Computer Science

In this course, students use probability theory to model uncertainty; design simple probabilistic models that facilitate prediction; conduct sound scientific analysis of data, and study the mathematical foundations of probabilistic modelling with Markov chains and simulation.

This course focuses on mobile robotics, emphasizing practical algorithms for navigation, all based around real hardware and tested in the real world. Key elements are: wheeled locomotion, motor control, and motion calibration; outward-looking sensors for behavioral control loops; probabilistic localization using particle filtering; advanced use of sensors for place recognition, occupancy mapping and planning; and an introduction to Simultaneous Localization and Mapping. The course is intensively practical, and all the key methods students learn are tested on robots they build.

This course provides an introduction to the foundations of 3D computer graphics. 

Students learn the basic methods used to define shapes, materials, and lighting when creating computer-generated images for use in film, games, and other applications.

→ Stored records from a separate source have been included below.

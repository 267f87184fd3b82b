//! Filesystem packager with a manifest-keyed archive cache.
//!
//! The output location is derived from the manifest that sits next to the
//! source directory (`<code>/../package.json` by default): the first six hex
//! characters of its SHA-256 name the archive. An archive already present at
//! that location is reused as is. Without a manifest the key is random, so
//! nothing is ever reused.
//!
//! The cache is keyed by manifest, not by content. Two trees sharing one
//! manifest, or two manifests whose truncated digests collide, map to the
//! same archive.

use std::fs::File;
use std::io;
use std::path::{Path, PathBuf};
use std::sync::Arc;

use async_trait::async_trait;
use lamina_core::{CodeDigest, IdSource, LayerError, LayerResult, PackagedArtifact, UlidIds};
use sha2::{Digest, Sha256};
use tokio::task::spawn_blocking;
use tracing::{debug, info};

use crate::archive::{collect_entries, write_archive};
use crate::config::{ArchiveFormat, PackagerConfig};
use crate::Packager;

const CACHE_KEY_LEN: usize = 6;

/// Whether `path` names a pre-built archive that needs no packaging.
#[must_use]
pub fn is_archive_path(path: &Path) -> bool {
    path.extension()
        .and_then(|ext| ext.to_str())
        .is_some_and(|ext| ext.parse::<ArchiveFormat>().is_ok())
}

/// Packages directories into deterministic archives on the local filesystem.
#[derive(Clone)]
pub struct ArchivePackager {
    cache_dir: PathBuf,
    manifest: String,
    format: ArchiveFormat,
    ids: Arc<dyn IdSource>,
}

impl ArchivePackager {
    /// Create a packager from configuration.
    ///
    /// Fails if the configured archive format is not supported.
    pub fn new(config: &PackagerConfig) -> LayerResult<Self> {
        Ok(Self {
            cache_dir: config.cache_dir.clone(),
            manifest: config.manifest.clone(),
            format: config.format.parse()?,
            ids: Arc::new(UlidIds),
        })
    }

    /// Replace the id source used for manifest-less cache keys.
    #[must_use]
    pub fn with_ids(mut self, ids: Arc<dyn IdSource>) -> Self {
        self.ids = ids;
        self
    }

    /// Archive location for `code`.
    pub fn output_path(&self, code: &Path) -> LayerResult<PathBuf> {
        let manifest = manifest_path(code, &self.manifest);
        let key = if manifest.is_file() {
            let data = std::fs::read(&manifest)?;
            let digest = hex::encode(Sha256::digest(&data));
            debug!(manifest = %manifest.display(), key = &digest[..CACHE_KEY_LEN], "derived cache key");
            digest[..CACHE_KEY_LEN].to_owned()
        } else {
            self.ids.next_id()
        };

        Ok(self
            .cache_dir
            .join(format!("{key}.{}", self.format.extension())))
    }

    fn pack_sync(
        &self,
        code: &Path,
        prefix: Option<&str>,
        include: &[PathBuf],
    ) -> LayerResult<PackagedArtifact> {
        if is_archive_path(code) {
            let path = std::path::absolute(code)?;
            debug!(path = %path.display(), "using pre-built archive");
            return artifact_at(path);
        }

        let metadata = std::fs::metadata(code).map_err(|e| {
            io::Error::new(e.kind(), format!("failed to read {}: {e}", code.display()))
        })?;
        if !metadata.is_dir() {
            return Err(io::Error::new(
                io::ErrorKind::InvalidInput,
                format!(
                    "code path is neither a directory nor an archive: {}",
                    code.display()
                ),
            )
            .into());
        }

        let output = self.output_path(code)?;
        if output.exists() {
            debug!(path = %output.display(), "reusing cached archive");
            return artifact_at(output);
        }

        let entries = collect_entries(code, prefix, include)?;
        write_archive(self.format, &entries, &output)?;

        let artifact = artifact_at(output)?;
        info!(
            path = %artifact.path.display(),
            entries = entries.len(),
            hash = %artifact.content_hash,
            "packaged layer"
        );
        Ok(artifact)
    }
}

#[async_trait]
impl Packager for ArchivePackager {
    async fn pack(
        &self,
        code: &Path,
        prefix: Option<&str>,
        include: &[PathBuf],
    ) -> LayerResult<PackagedArtifact> {
        let this = self.clone();
        let code = code.to_owned();
        let prefix = prefix.map(ToOwned::to_owned);
        let include = include.to_vec();

        spawn_blocking(move || this.pack_sync(&code, prefix.as_deref(), &include))
            .await
            .map_err(|e| LayerError::internal(format!("packaging task failed: {e}")))?
    }
}

impl std::fmt::Debug for ArchivePackager {
    fn fmt(&self, f: &mut std::fmt::Formatter<'_>) -> std::fmt::Result {
        f.debug_struct("ArchivePackager")
            .field("cache_dir", &self.cache_dir)
            .field("manifest", &self.manifest)
            .field("format", &self.format)
            .finish_non_exhaustive()
    }
}

fn manifest_path(code: &Path, manifest: &str) -> PathBuf {
    code.join("..").join(manifest)
}

fn artifact_at(path: PathBuf) -> LayerResult<PackagedArtifact> {
    let content_hash = CodeDigest::of_reader(File::open(&path)?)?;
    Ok(PackagedArtifact { path, content_hash })
}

Topics include affine and projective transformations, clipping and windowing, visual perception, scene modeling and animation, algorithms for visible surface determination, reflection models, illumination algorithms, and color theory in depth. 

No official prerequisites, but the course assumes some programming experience in C or C++ and a basic knowledge of linear algebra. Exposure to calculus and image processing is useful but not required. 

The course's goal is to enable participants to acquire and process digital images in technical applications in a context-aware manner. The course introduces the basics of digital image processing, the acquisition of images in computing environments, and the extraction of semantic contents from the images. The goal of the course is the exemplary coverage of an interdisciplinary breadth, not necessarily an in-depth treatment of a specific domain. Fundamentals like sensor calibration, feature detection (e.g. edge extraction), matching and classification are taught. Integrated practical exercises cover operating a camera from a single-board computer and using a smartphone camera in a computer vision setting. Furthermore, exemplary machine learning approaches are used for “understanding” the images acquired previously. Software to be developed make use of the OpenCV Python library.